◆ What to produce
With nothing added or dropped, copy the data that follows exactly.
○ ○ ○
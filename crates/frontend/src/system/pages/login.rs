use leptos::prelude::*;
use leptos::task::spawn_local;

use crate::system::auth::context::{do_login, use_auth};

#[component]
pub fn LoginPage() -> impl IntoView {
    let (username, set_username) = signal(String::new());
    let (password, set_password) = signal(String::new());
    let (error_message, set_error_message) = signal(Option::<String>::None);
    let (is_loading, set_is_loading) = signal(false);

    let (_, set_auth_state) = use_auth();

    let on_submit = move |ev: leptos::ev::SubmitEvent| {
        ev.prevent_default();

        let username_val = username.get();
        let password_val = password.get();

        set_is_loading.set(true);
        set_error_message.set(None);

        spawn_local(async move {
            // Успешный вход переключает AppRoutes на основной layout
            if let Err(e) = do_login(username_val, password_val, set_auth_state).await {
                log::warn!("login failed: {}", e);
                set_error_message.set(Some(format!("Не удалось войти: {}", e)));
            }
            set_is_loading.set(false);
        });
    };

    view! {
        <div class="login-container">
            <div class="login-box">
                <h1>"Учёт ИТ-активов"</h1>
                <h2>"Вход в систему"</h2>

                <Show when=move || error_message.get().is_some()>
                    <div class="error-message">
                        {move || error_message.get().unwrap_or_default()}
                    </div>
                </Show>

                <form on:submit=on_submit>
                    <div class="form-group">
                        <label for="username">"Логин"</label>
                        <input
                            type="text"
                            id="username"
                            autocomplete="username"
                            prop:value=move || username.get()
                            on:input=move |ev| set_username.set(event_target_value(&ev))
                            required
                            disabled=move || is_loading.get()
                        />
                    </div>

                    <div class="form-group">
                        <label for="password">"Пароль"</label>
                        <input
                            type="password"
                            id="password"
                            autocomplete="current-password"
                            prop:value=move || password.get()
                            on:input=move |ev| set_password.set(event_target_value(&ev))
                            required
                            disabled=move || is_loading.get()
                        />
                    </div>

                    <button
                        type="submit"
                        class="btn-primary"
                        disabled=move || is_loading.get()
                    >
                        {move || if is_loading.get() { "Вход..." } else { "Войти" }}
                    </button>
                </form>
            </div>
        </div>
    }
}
○ ○ ○
◆ Result
filename crates/frontend/src/system/pages/login.rs
use leptos::prelude::*;
use leptos::task::spawn_local;

use crate::system::auth::context::{do_login, use_auth};

#[component]
pub fn LoginPage() -> impl IntoView {
    let (username, set_username) = signal(String::new());
    let (password, set_password) = signal(String::new());
    let (error_message, set_error_message) = signal(Option::<String>::None);
    let (is_loading, set_is_loading) = signal(false);

    let (_, set_auth_state) = use_auth();

    let on_submit = move |ev: leptos::ev::SubmitEvent| {
        ev.prevent_default();

        let username_val = username.get();
        let password_val = password.get();

        set_is_loading.set(true);
        set_error_message.set(None);

        spawn_local(async move {
            // Успешный вход переключает AppRoutes на основной layout
            if let Err(e) = do_login(username_val, password_val, set_auth_state).await {
                log::warn!("login failed: {}", e);
                set_error_message.set(Some(format!("Не удалось войти: {}", e)));
            }
            set_is_loading.set(false);
        });
    };

    view! {
        <div class="login-container">
            <div class="login-box">
                <h1>"Учёт ИТ-активов"</h1>
                <h2>"Вход в систему"</h2>

                <Show when=move || error_message.get().is_some()>
                    <div class="error-message">
                        {move || error_message.get().unwrap_or_default()}
                    </div>
                </Show>

                <form on:submit=on_submit>
                    <div class="form-group">
                        <label for="username">"Логин"</label>
                        <input
                            type="text"
                            id="username"
                            autocomplete="username"
                            prop:value=move || username.get()
                            on:input=move |ev| set_username.set(event_target_value(&ev))
                            required
                            disabled=move || is_loading.get()
                        />
                    </div>

                    <div class="form-group">
                        <label for="password">"Пароль"</label>
                        <input
                            type="password"
                            id="password"
                            autocomplete="current-password"
                            prop:value=move || password.get()
                            on:input=move |ev| set_password.set(event_target_value(&ev))
                            required
                            disabled=move || is_loading.get()
                        />
                    </div>

                    <button
                        type="submit"
                        class="btn-primary"
                        disabled=move || is_loading.get()
                    >
                        {move || if is_loading.get() { "Вход..." } else { "Войти" }}
                    </button>
                </form>
            </div>
        </div>
    }
}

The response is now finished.